If not for her strong faith, she might have given up a long time ago.
“People will let you down, but God won’t. If it hadn’t been for God, I couldn’t imagine going through all this,” she said.
Mrs. Greer is determined to return to a normal life and be able to ride her beloved horses, housed in a stable at the Greer farm and ridden by others during her illness. She said people take so much for granted and complain about the most trivial things.
“I want my life back,” she said. “I still have boxes to unpack. I want to make my nest in there. I want to ride my horses. I miss them so bad. ... I just want my simple, but great, life back.”
Mrs.
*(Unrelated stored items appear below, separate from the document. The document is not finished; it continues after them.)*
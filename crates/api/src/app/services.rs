//! Infrastructure wiring: store, receipts, mailer, banking service.

use std::sync::Arc;

use anyhow::Context;
use chrono::Duration;
use tracing::{info, warn};

use cardbank_auth::PasswordHasher;
use cardbank_infra::cards::RandomCardIssuer;
use cardbank_infra::mailer::{LogMailer, Mailer, SmtpMailer};
use cardbank_infra::receipts::{
    FsReceiptArchive, HtmlReceiptRenderer, InMemoryReceiptArchive, ReceiptArchive,
    ReceiptRenderer, ReceiptService, WkhtmltopdfRenderer,
};
use cardbank_infra::store::{BankStore, InMemoryBankStore, PostgresBankStore};
use cardbank_infra::{AppConfig, BankingService, RendererKind};

const MAX_DB_CONNECTIONS: u32 = 10;

pub async fn build_banking(config: &AppConfig) -> anyhow::Result<BankingService> {
    let store: Arc<dyn BankStore> = match &config.database_url {
        Some(url) => {
            let store = PostgresBankStore::connect(url, MAX_DB_CONNECTIONS)
                .await
                .context("failed to connect to postgres")?;
            info!("using postgres bank store");
            Arc::new(store)
        }
        None => {
            warn!("DATABASE_URL not set; using in-memory bank store (data is lost on restart)");
            Arc::new(InMemoryBankStore::new())
        }
    };

    let archive: Arc<dyn ReceiptArchive> = match &config.receipts.dir {
        Some(dir) => Arc::new(
            FsReceiptArchive::open(dir)
                .await
                .with_context(|| format!("failed to open receipt dir {}", dir.display()))?,
        ),
        None => Arc::new(InMemoryReceiptArchive::new()),
    };

    let renderer: Arc<dyn ReceiptRenderer> = match config.receipts.renderer {
        RendererKind::Wkhtmltopdf => Arc::new(WkhtmltopdfRenderer::new(
            config.receipts.wkhtmltopdf_path.clone(),
        )),
        RendererKind::Html => Arc::new(HtmlReceiptRenderer),
    };

    let receipts = ReceiptService::new(
        store.clone(),
        archive,
        renderer,
        Duration::hours(config.receipts.ttl_hours),
    );

    let mailer: Arc<dyn Mailer> = match (&config.mail.username, &config.mail.password) {
        (Some(username), Some(password)) => Arc::new(
            SmtpMailer::new(&config.mail.server, config.mail.port, username, password)
                .context("failed to configure smtp")?,
        ),
        _ => {
            warn!("MAIL_USERNAME/MAIL_PASSWORD not set; contact form messages are only logged");
            Arc::new(LogMailer::new())
        }
    };

    let hasher = config
        .password_hash_cost
        .map(PasswordHasher::new)
        .unwrap_or_default();

    Ok(
        BankingService::new(store, receipts, mailer, config.mail.contact_recipient.clone())
            .with_password_hasher(hasher)
            .with_card_issuer(Arc::new(RandomCardIssuer), config.card_issuance_attempts)
            .with_opening_balance(config.opening_balance),
    )
}
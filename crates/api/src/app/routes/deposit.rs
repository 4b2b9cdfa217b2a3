use axum::extract::State;
use axum::response::{IntoResponse, Redirect, Response};
use axum::routing::get;
use axum::{Form, Router};
use minijinja::context;

use cardbank_auth::FlashLevel;
use cardbank_infra::DepositForm;

use crate::app::{AppState, errors, views};
use crate::context::AuthenticatedUser;

pub fn router() -> Router<AppState> {
    Router::new().route("/deposit", get(deposit_page).post(deposit))
}

pub async fn deposit_page(State(state): State<AppState>, user: AuthenticatedUser) -> Response {
    views::page(&state, &user.session, Some(&user.account), "deposit.html", context! {})
}

pub async fn deposit(
    State(state): State<AppState>,
    user: AuthenticatedUser,
    Form(form): Form<DepositForm>,
) -> Response {
    match state.banking.deposit(user.id(), &form).await {
        Ok(outcome) => {
            user.session.flash(
                FlashLevel::Success,
                format!("Successfully deposited ₦{} to your account.", outcome.amount),
            );
            Redirect::to("/dashboard").into_response()
        }
        Err(e) => errors::flash_redirect(&user.session, &e, "/deposit"),
    }
}
//! Errors raised while building domain values from untrusted input.

use thiserror::Error;

pub type DomainResult<T> = Result<T, DomainError>;

/// Rejection of a raw value (form field, database column, path segment).
///
/// Business-rule failures such as an overdraft are not domain errors; they
/// live with the operation that enforces them (`cardbank-ledger`).
#[derive(Debug, Error, Clone, PartialEq, Eq)]
pub enum DomainError {
    /// Malformed amount, card number or enum tag.
    #[error("validation failed: {0}")]
    Validation(String),

    /// A string that should have been an identifier was not.
    #[error("invalid identifier: {0}")]
    InvalidId(String),
}

impl DomainError {
    pub fn validation(msg: impl Into<String>) -> Self {
        Self::Validation(msg.into())
    }

    pub fn invalid_id(msg: impl Into<String>) -> Self {
        Self::InvalidId(msg.into())
    }
}
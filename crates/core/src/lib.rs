//! `cardbank-core`: domain foundation building blocks.
//!
//! This crate contains **pure domain** primitives (no infrastructure concerns).

pub mod card;
pub mod entity;
pub mod error;
pub mod id;
pub mod money;
pub mod value_object;

pub use card::CardNumber;
pub use entity::Entity;
pub use error::{DomainError, DomainResult};
pub use id::{ReceiptId, TransactionId, UserId};
pub use money::Money;
pub use value_object::ValueObject;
Greer firmly believes God has allowed things to happen in her life for a purpose.
“I don’t want any pity,” she said. “I don’t want people saying, ‘Poor, poor Colette, you know she lost her son.’ My son’s good. He’s sitting up there beside the throne of God and he’s fine and I’m going to see him again. My boy’s just fine. If I’m the one who’s supposed to be an example, then that’s what I’m supposed to do and I’m not going to keep my mouth shut.”
For now, Mrs. Greer is simply taking it one day at a time.
And she’s comforted by a bit of wisdom shared by an unknown older black preacher who once took time to pray with her in a hospital emergency room.
“He prayed with me and he said ‘fear not,’” she said. “‘Fear not’ is in the Bible 365 times — one for each day of the year.”